(Collected data entries)
━━━━━━━━━━━━━━━━━━━━

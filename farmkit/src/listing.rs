// farmkit/src/listing.rs
//
// ListQuery - Strategy Pattern for page-level search, filter and sort
// One query type per list page; all searches are case-insensitive
//

use std::cmp::Ordering;

use crate::actions::{Action, ActionStatus};
use crate::reports::{Report, ReportCategory, ReportKind, ReportStatus};
use crate::types::{Farm, FarmStatus};

/// Filter + ordering strategy over a list of records
pub trait ListQuery<T> {
    fn matches(&self, item: &T) -> bool;
    fn compare(&self, a: &T, b: &T) -> Ordering;

    /// Filtered, sorted view of `items`. The sort is stable.
    fn apply<'a>(&self, items: &'a [T]) -> Vec<&'a T> {
        let mut view: Vec<&T> = items.iter().filter(|item| self.matches(item)).collect();
        view.sort_by(|a, b| self.compare(a, b));
        view
    }
}

fn contains_folded(haystack: &str, needle: &str) -> bool {
    haystack.to_lowercase().contains(needle)
}

fn fold(search: &str) -> String {
    search.trim().to_lowercase()
}

/// Sort key following the Turkish alphabet: case-insensitive, with
/// ç ğ ı ö ş ü placed right after their base letter.
fn collation_key(text: &str) -> Vec<(char, u8)> {
    text.chars()
        .map(|c| match c {
            'Ç' | 'ç' => ('c', 1),
            'Ğ' | 'ğ' => ('g', 1),
            'I' | 'ı' => ('h', 1),
            'İ' | 'i' => ('i', 0),
            'Ö' | 'ö' => ('o', 1),
            'Ş' | 'ş' => ('s', 1),
            'Ü' | 'ü' => ('u', 1),
            c => (c.to_lowercase().next().unwrap_or(c), 0),
        })
        .collect()
}

fn compare_text(a: &str, b: &str) -> Ordering {
    collation_key(a).cmp(&collation_key(b))
}

// ---- Farms ----

#[derive(Debug, Clone, Copy, PartialEq, Eq, Default)]
pub enum FarmSort {
    #[default]
    Name,
    Area,
    Status,
    Established,
}

impl FarmSort {
    pub const ALL: [FarmSort; 4] = [FarmSort::Name, FarmSort::Area, FarmSort::Status, FarmSort::Established];

    pub fn label(&self) -> &'static str {
        match self {
            FarmSort::Name => "İsim",
            FarmSort::Area => "Alan",
            FarmSort::Status => "Durum",
            FarmSort::Established => "Kuruluş Tarihi",
        }
    }

    pub fn next(&self) -> Self {
        cycle(&Self::ALL, self)
    }
}

#[derive(Debug, Clone, Default, PartialEq)]
pub struct FarmQuery {
    pub search: String,
    pub status: Option<FarmStatus>,
    pub sort: FarmSort,
}

impl ListQuery<Farm> for FarmQuery {
    fn matches(&self, farm: &Farm) -> bool {
        let needle = fold(&self.search);
        let text_hit = needle.is_empty()
            || contains_folded(&farm.name, &needle)
            || contains_folded(&farm.location.address, &needle)
            || contains_folded(&farm.species, &needle);

        text_hit && self.status.map_or(true, |status| farm.status == status)
    }

    fn compare(&self, a: &Farm, b: &Farm) -> Ordering {
        match self.sort {
            FarmSort::Name => compare_text(&a.name, &b.name),
            FarmSort::Area => b.area.total_cmp(&a.area),
            FarmSort::Status => a.status.as_str().cmp(b.status.as_str()),
            FarmSort::Established => b.established_date.cmp(&a.established_date),
        }
    }
}

/// Number of farms per status, in [`FarmStatus::ALL`] order.
pub fn farm_status_counts(farms: &[Farm]) -> [(FarmStatus, usize); 3] {
    FarmStatus::ALL.map(|status| (status, farms.iter().filter(|f| f.status == status).count()))
}

// ---- Actions ----

#[derive(Debug, Clone, Copy, PartialEq, Eq, Default)]
pub enum ActionSort {
    #[default]
    DueDate,
    Priority,
    Title,
}

impl ActionSort {
    pub const ALL: [ActionSort; 3] = [ActionSort::DueDate, ActionSort::Priority, ActionSort::Title];

    pub fn label(&self) -> &'static str {
        match self {
            ActionSort::DueDate => "Bitiş Tarihi",
            ActionSort::Priority => "Öncelik",
            ActionSort::Title => "Başlık",
        }
    }

    pub fn next(&self) -> Self {
        cycle(&Self::ALL, self)
    }
}

#[derive(Debug, Clone, Default, PartialEq)]
pub struct ActionQuery {
    pub search: String,
    pub status: Option<ActionStatus>,
    pub sort: ActionSort,
}

impl ListQuery<Action> for ActionQuery {
    fn matches(&self, action: &Action) -> bool {
        let needle = fold(&self.search);
        let text_hit = needle.is_empty()
            || contains_folded(&action.title, &needle)
            || contains_folded(&action.description, &needle)
            || contains_folded(&action.farm, &needle);

        text_hit && self.status.map_or(true, |status| action.status == status)
    }

    fn compare(&self, a: &Action, b: &Action) -> Ordering {
        match self.sort {
            ActionSort::DueDate => a.due_date.cmp(&b.due_date),
            ActionSort::Priority => a.priority.cmp(&b.priority),
            ActionSort::Title => compare_text(&a.title, &b.title),
        }
    }
}

// ---- Reports ----

#[derive(Debug, Clone, Copy, PartialEq, Eq, Default)]
pub enum ReportSort {
    #[default]
    Date,
    Title,
    Downloads,
}

impl ReportSort {
    pub const ALL: [ReportSort; 3] = [ReportSort::Date, ReportSort::Title, ReportSort::Downloads];

    pub fn label(&self) -> &'static str {
        match self {
            ReportSort::Date => "Tarih",
            ReportSort::Title => "Başlık",
            ReportSort::Downloads => "İndirme",
        }
    }

    pub fn next(&self) -> Self {
        cycle(&Self::ALL, self)
    }
}

#[derive(Debug, Clone, Default, PartialEq)]
pub struct ReportQuery {
    pub search: String,
    pub kind: Option<ReportKind>,
    pub category: Option<ReportCategory>,
    pub status: Option<ReportStatus>,
    pub sort: ReportSort,
}

impl ListQuery<Report> for ReportQuery {
    fn matches(&self, report: &Report) -> bool {
        let needle = fold(&self.search);
        let text_hit = needle.is_empty()
            || contains_folded(&report.title, &needle)
            || contains_folded(&report.description, &needle);

        text_hit
            && self.kind.map_or(true, |kind| report.kind == kind)
            && self.category.map_or(true, |category| report.category == category)
            && self.status.map_or(true, |status| report.status == status)
    }

    fn compare(&self, a: &Report, b: &Report) -> Ordering {
        match self.sort {
            ReportSort::Date => b.generated_date.cmp(&a.generated_date),
            ReportSort::Title => compare_text(&a.title, &b.title),
            ReportSort::Downloads => b.download_count.cmp(&a.download_count),
        }
    }
}

/// Steps an optional filter through `None -> all[0] -> ... -> None`.
pub fn cycle_filter<T: Copy + PartialEq>(all: &[T], current: Option<T>) -> Option<T> {
    match current {
        None => all.first().copied(),
        Some(value) => {
            let idx = all.iter().position(|v| *v == value)?;
            all.get(idx + 1).copied()
        }
    }
}

fn cycle<T: Copy + PartialEq>(all: &[T], current: &T) -> T {
    let idx = all.iter().position(|v| v == current).unwrap_or(0);
    all[(idx + 1) % all.len()]
}

#[cfg(test)]
mod tests {
    use super::*;
    use crate::actions::ActionBoard;
    use crate::catalog;
    use crate::clock::FixedClock;
    use crate::reports::ReportShelf;
    use chrono::{TimeZone, Utc};

    fn clock() -> FixedClock {
        FixedClock::new(Utc.with_ymd_and_hms(2025, 7, 3, 18, 0, 0).unwrap())
    }

    #[test]
    fn test_critical_filter_returns_research_center() {
        let farms = catalog::farms();
        let query = FarmQuery {
            status: Some(FarmStatus::Critical),
            ..Default::default()
        };

        let view = query.apply(&farms);
        assert_eq!(view.len(), 1);
        assert_eq!(view[0].id, "farm_003");
        assert_eq!(view[0].name, "Deniz Araştırma Merkezi");
    }

    #[test]
    fn test_farm_search_is_case_insensitive() {
        let farms = catalog::farms();

        let by_species = FarmQuery {
            search: "SACCHARINA".to_string(),
            ..Default::default()
        };
        assert_eq!(by_species.apply(&farms).len(), 1);

        let by_address = FarmQuery {
            search: "kıbrıs".to_string(),
            ..Default::default()
        };
        let view = by_address.apply(&farms);
        assert_eq!(view.len(), 1);
        assert_eq!(view[0].id, "farm_005");
    }

    #[test]
    fn test_farm_sorts() {
        let farms = catalog::farms();
        let ids = |sort| -> Vec<String> {
            FarmQuery { sort, ..Default::default() }
                .apply(&farms)
                .iter()
                .map(|f| f.id.clone())
                .collect()
        };

        assert_eq!(ids(FarmSort::Area)[0], "farm_004");
        assert_eq!(ids(FarmSort::Established)[0], "farm_004");
        assert_eq!(ids(FarmSort::Established)[4], "farm_005");
        assert_eq!(ids(FarmSort::Status)[0], "farm_003");
        assert_eq!(ids(FarmSort::Status)[4], "farm_002");
    }

    #[test]
    fn test_status_counts() {
        let counts = farm_status_counts(&catalog::farms());
        assert_eq!(
            counts,
            [(FarmStatus::Healthy, 3), (FarmStatus::Warning, 1), (FarmStatus::Critical, 1)]
        );
    }

    #[test]
    fn test_new_action_shows_under_pending_filter() {
        let mut board = ActionBoard::new(catalog::actions());
        let created_id = board.create_action(&clock(), "Yeşil Dalga Tesisi", "Mehmet Kaya").id.clone();

        let pending = ActionQuery {
            status: Some(ActionStatus::Bekleyen),
            ..Default::default()
        };
        let view = pending.apply(board.actions());
        assert!(view.iter().any(|a| a.id == created_id));
        assert!(view.iter().all(|a| a.status == ActionStatus::Bekleyen));

        let done = ActionQuery {
            status: Some(ActionStatus::Tamamlandi),
            ..Default::default()
        };
        assert!(!done.apply(board.actions()).iter().any(|a| a.id == created_id));
    }

    #[test]
    fn test_action_priority_order() {
        let actions = catalog::actions();
        let query = ActionQuery {
            sort: ActionSort::Priority,
            ..Default::default()
        };

        let view = query.apply(&actions);
        assert_eq!(view[0].id, "4");
        assert_eq!(view[4].id, "5");
    }

    #[test]
    fn test_action_search_covers_farm_name() {
        let actions = catalog::actions();
        let query = ActionQuery {
            search: "okyanus".to_string(),
            ..Default::default()
        };

        let ids: Vec<&str> = query.apply(&actions).iter().map(|a| a.id.as_str()).collect();
        assert_eq!(ids, vec!["1", "5"]);
    }

    #[test]
    fn test_new_report_and_filters() {
        let mut shelf = ReportShelf::new(catalog::reports());
        shelf.generate_new(&clock());

        let pending = ReportQuery {
            status: Some(ReportStatus::Bekleyen),
            ..Default::default()
        };
        let view = pending.apply(shelf.reports());
        assert_eq!(view.len(), 2);
        // newest first
        assert_eq!(view[0].id, "6");

        let monthly_performance = ReportQuery {
            kind: Some(ReportKind::Performans),
            category: Some(ReportCategory::Aylik),
            status: Some(ReportStatus::Tamamlandi),
            ..Default::default()
        };
        let view = monthly_performance.apply(shelf.reports());
        assert_eq!(view.len(), 1);
        assert_eq!(view[0].id, "1");
    }

    #[test]
    fn test_report_sort_by_downloads() {
        let reports = catalog::reports();
        let query = ReportQuery {
            sort: ReportSort::Downloads,
            ..Default::default()
        };

        let counts: Vec<u32> = query.apply(&reports).iter().map(|r| r.download_count).collect();
        assert_eq!(counts, vec![15, 12, 8, 3, 0]);
    }

    #[test]
    fn test_cycle_filter_wraps_through_none() {
        let mut current = None;
        let mut seen = Vec::new();
        for _ in 0..4 {
            current = cycle_filter(&FarmStatus::ALL, current);
            seen.push(current);
        }
        assert_eq!(
            seen,
            vec![
                Some(FarmStatus::Healthy),
                Some(FarmStatus::Warning),
                Some(FarmStatus::Critical),
                None
            ]
        );
    }

    #[test]
    fn test_title_sort_follows_turkish_alphabet() {
        let mut titles = vec!["Zeytin", "Çiftlik", "deniz", "Cam", "Işık", "İzmir", "Hasat", "Öz", "Oda"];
        titles.sort_by(|a, b| compare_text(a, b));
        assert_eq!(
            titles,
            vec!["Cam", "Çiftlik", "deniz", "Hasat", "Işık", "İzmir", "Oda", "Öz", "Zeytin"]
        );
    }
}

━━━━━━━━━━━━━━━━━━━━

**Try it**
Work out, please, how many lines above contain "Başlık"; answer only with the number.

**Task output**
2